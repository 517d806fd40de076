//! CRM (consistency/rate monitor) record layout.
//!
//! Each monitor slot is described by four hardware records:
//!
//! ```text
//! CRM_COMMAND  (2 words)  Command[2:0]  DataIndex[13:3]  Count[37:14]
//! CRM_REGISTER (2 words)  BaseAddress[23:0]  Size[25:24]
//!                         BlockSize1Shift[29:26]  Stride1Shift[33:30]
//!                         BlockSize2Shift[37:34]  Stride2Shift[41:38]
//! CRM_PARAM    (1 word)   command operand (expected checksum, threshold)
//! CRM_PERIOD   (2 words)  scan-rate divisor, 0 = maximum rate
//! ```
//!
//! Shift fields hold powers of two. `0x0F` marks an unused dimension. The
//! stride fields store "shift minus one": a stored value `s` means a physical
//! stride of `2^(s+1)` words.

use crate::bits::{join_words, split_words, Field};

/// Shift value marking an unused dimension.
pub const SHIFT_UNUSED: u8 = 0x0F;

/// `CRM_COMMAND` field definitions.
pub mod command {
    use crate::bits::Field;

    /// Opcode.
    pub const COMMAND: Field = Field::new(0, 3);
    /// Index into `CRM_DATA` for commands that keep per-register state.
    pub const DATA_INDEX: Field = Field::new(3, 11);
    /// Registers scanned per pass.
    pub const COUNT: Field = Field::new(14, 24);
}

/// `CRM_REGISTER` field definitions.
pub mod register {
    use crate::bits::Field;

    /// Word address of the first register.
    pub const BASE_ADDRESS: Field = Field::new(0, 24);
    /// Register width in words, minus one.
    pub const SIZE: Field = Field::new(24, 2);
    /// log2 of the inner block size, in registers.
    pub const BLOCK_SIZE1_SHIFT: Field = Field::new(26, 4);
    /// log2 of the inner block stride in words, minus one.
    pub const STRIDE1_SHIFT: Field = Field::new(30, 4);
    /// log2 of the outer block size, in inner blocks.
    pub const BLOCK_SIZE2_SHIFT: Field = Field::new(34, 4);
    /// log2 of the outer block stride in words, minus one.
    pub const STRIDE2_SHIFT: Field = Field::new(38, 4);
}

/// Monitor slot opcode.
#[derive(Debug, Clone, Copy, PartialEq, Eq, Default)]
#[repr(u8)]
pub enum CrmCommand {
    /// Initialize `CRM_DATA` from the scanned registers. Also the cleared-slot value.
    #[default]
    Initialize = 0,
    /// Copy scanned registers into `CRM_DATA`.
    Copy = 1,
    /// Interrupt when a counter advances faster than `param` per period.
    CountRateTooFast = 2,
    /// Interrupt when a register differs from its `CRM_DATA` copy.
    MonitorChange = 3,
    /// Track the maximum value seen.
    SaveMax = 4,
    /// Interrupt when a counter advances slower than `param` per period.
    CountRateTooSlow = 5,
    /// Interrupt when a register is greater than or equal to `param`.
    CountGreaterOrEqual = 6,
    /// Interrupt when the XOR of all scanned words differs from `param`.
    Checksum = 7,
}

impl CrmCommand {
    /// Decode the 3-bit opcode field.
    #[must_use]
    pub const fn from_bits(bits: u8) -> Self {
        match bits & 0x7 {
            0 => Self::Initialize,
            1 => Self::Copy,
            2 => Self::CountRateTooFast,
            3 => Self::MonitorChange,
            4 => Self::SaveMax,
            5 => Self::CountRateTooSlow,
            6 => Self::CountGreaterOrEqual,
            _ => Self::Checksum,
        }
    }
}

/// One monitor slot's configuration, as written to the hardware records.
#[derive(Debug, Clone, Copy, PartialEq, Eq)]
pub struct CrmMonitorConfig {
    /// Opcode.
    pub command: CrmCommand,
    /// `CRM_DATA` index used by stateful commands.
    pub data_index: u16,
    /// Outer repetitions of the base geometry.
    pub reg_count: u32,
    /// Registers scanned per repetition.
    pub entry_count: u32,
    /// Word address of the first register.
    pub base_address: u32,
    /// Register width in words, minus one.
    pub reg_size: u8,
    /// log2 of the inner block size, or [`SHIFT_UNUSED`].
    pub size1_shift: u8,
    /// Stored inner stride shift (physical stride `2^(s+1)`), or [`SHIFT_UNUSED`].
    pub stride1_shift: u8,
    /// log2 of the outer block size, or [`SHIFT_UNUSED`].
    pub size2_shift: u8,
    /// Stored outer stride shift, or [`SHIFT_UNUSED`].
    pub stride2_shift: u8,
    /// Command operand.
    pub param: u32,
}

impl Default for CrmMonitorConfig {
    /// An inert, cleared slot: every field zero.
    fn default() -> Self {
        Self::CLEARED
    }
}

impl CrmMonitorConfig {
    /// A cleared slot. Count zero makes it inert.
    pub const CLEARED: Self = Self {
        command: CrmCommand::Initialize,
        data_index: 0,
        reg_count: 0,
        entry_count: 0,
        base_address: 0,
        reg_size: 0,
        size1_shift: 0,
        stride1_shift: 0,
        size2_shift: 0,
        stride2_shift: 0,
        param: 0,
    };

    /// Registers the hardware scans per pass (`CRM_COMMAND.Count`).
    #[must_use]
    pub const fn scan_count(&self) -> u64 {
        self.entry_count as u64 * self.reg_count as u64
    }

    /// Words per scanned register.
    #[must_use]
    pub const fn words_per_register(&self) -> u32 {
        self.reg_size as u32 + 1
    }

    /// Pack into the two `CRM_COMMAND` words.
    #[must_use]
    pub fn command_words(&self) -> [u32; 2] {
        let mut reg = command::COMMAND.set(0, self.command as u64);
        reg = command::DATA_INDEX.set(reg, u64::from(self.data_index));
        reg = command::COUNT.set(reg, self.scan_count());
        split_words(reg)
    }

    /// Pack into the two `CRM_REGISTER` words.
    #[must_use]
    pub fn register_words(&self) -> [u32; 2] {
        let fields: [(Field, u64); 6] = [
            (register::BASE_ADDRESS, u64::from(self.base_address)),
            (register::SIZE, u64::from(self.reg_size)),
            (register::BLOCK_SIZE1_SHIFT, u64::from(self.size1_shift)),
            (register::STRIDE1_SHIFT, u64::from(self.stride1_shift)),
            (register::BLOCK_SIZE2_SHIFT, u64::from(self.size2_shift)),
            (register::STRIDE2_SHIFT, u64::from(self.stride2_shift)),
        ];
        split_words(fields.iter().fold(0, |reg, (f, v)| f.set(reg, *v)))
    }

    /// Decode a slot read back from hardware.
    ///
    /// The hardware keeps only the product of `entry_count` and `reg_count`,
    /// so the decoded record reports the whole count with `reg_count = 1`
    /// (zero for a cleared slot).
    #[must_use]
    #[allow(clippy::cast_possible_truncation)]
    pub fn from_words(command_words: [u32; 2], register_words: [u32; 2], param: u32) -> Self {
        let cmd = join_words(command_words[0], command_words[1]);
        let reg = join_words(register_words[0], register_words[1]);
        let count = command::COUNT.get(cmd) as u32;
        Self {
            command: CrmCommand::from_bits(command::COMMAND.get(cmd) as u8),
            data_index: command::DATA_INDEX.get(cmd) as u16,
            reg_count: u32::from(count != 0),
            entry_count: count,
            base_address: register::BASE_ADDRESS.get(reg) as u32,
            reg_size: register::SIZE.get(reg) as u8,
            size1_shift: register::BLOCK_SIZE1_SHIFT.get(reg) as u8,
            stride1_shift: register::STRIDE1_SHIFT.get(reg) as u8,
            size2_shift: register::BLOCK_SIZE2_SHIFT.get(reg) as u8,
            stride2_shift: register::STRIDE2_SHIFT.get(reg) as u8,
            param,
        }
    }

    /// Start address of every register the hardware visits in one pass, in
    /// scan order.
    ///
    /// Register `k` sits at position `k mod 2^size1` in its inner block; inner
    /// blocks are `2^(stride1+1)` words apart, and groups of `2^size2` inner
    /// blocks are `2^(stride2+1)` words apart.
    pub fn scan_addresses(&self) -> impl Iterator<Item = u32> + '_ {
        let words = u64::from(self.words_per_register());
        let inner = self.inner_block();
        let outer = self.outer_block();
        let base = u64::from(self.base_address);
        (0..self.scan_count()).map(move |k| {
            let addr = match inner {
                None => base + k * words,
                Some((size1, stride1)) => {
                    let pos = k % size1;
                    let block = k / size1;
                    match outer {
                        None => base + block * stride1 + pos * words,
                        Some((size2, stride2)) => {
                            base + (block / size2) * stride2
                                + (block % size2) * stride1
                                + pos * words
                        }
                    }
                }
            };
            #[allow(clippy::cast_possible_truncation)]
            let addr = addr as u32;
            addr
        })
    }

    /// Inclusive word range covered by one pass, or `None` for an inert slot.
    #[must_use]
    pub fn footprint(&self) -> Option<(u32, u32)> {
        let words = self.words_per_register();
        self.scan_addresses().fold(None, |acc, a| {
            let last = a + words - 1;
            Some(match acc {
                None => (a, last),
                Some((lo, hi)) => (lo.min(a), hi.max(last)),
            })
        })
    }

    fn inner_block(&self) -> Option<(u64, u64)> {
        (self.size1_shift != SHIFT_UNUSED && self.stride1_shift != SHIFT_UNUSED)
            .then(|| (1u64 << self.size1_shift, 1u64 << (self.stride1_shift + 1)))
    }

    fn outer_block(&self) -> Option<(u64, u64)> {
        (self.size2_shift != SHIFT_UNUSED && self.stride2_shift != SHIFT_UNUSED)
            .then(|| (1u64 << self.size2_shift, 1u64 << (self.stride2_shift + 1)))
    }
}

—————

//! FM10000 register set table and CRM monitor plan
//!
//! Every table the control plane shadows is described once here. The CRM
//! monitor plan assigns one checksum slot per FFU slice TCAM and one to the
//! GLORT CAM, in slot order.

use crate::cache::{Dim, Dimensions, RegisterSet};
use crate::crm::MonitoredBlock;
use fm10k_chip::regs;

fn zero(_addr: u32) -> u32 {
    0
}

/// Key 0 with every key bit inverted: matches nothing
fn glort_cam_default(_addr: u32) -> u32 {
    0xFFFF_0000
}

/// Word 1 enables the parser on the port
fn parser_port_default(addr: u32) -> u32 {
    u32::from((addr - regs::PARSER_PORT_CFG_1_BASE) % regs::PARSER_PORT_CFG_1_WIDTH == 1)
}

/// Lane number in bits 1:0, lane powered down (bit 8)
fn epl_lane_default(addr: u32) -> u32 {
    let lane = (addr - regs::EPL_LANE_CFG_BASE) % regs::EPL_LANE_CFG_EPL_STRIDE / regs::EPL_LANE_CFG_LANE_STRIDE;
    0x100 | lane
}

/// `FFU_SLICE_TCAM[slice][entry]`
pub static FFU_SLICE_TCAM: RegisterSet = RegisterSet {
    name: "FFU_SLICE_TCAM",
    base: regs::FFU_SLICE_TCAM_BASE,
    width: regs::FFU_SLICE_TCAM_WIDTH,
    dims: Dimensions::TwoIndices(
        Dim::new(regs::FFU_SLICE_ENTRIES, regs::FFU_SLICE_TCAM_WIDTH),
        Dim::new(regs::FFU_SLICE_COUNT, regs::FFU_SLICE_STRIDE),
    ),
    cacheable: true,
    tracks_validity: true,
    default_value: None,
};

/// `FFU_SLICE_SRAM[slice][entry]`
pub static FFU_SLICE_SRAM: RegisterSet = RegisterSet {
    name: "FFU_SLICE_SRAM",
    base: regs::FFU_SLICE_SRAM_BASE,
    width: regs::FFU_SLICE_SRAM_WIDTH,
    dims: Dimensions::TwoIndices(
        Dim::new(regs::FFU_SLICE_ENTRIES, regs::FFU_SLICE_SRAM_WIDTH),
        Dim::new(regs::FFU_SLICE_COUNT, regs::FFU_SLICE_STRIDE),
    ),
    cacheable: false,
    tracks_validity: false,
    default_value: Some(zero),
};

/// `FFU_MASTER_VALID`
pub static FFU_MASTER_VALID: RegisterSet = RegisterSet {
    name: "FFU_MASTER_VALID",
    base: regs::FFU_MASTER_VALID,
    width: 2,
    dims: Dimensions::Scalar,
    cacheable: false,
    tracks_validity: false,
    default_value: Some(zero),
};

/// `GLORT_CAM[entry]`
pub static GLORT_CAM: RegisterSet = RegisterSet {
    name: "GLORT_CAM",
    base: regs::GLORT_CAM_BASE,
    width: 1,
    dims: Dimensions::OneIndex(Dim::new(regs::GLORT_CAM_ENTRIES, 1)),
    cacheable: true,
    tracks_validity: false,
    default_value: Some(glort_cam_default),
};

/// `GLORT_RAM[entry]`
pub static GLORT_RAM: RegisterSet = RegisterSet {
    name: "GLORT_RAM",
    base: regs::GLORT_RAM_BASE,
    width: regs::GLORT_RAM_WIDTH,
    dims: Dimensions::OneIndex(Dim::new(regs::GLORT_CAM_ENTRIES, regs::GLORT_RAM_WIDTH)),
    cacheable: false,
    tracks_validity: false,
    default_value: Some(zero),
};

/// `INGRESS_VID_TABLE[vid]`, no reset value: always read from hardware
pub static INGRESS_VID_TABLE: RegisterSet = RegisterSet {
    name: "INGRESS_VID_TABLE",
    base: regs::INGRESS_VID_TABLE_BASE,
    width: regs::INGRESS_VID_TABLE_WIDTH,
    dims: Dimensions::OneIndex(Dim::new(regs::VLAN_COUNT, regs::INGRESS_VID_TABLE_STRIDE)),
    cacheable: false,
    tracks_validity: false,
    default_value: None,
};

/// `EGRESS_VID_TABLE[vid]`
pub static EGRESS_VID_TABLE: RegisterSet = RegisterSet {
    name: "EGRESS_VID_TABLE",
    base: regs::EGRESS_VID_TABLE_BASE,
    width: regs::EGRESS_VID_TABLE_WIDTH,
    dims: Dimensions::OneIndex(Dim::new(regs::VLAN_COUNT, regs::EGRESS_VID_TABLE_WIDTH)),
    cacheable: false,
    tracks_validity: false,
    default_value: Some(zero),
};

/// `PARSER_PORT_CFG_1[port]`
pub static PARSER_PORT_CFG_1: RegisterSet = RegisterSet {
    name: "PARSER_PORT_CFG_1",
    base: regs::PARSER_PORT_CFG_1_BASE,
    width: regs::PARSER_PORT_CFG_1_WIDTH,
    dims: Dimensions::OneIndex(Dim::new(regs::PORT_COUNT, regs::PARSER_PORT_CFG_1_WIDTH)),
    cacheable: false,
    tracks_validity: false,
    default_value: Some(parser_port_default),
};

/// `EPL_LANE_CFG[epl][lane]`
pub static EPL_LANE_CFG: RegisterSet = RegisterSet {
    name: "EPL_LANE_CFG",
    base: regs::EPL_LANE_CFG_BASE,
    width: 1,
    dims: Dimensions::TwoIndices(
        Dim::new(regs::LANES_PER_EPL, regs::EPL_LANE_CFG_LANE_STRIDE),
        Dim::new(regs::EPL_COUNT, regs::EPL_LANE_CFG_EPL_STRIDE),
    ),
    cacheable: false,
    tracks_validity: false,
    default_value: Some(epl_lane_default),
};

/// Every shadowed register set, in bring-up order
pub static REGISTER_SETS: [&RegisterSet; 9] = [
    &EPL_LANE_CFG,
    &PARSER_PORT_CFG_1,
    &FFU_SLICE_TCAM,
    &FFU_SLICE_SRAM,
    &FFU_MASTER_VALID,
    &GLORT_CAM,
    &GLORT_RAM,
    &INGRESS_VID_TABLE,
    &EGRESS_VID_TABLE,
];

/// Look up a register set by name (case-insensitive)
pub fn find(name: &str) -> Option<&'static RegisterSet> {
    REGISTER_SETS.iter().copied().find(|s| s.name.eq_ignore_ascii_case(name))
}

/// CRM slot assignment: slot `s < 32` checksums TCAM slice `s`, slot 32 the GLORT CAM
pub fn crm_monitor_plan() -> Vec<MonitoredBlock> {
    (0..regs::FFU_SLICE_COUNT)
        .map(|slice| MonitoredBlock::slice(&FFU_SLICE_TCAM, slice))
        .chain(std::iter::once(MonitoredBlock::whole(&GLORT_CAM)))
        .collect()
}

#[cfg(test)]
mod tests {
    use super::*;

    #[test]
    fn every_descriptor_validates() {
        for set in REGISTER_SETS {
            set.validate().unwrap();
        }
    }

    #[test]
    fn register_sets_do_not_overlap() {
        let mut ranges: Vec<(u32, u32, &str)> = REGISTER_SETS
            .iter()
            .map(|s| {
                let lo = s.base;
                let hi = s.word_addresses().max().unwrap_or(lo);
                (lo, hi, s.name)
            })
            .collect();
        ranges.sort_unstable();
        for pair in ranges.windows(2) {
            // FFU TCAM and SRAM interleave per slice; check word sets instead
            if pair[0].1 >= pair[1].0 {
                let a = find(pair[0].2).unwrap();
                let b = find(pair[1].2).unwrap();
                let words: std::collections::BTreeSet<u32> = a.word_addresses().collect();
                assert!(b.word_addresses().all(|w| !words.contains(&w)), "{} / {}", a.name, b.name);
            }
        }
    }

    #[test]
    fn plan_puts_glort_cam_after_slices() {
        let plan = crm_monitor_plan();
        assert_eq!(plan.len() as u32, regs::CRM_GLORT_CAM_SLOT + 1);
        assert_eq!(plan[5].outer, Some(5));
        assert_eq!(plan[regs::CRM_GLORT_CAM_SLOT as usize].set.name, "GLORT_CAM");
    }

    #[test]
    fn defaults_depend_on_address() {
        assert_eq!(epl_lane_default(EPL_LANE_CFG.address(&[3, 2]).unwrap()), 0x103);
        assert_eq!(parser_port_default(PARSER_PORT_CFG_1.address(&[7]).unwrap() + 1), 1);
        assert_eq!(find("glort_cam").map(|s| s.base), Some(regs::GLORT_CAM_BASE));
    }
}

—————

→ **ASSIGNMENT**:
In the listing above, locate the line containing "None => base + block" and the line containing "let words = self.words_per_register();". Extract those two lines and every line between them, exactly as written, and only those.

→ **ANSWER TO THIS PROBLEM**:
                        None => base + block * stride1 + pos * words,
                        Some((size2, stride2)) => {
                            base + (block / size2) * stride2
                                + (block % size2) * stride1
                                + pos * words
                        }
                    }
                }
            };
            #[allow(clippy::cast_possible_truncation)]
            let addr = addr as u32;
            addr
        })
    }

    /// Inclusive word range covered by one pass, or `None` for an inert slot.
    #[must_use]
    pub fn footprint(&self) -> Option<(u32, u32)> {
        let words = self.words_per_register();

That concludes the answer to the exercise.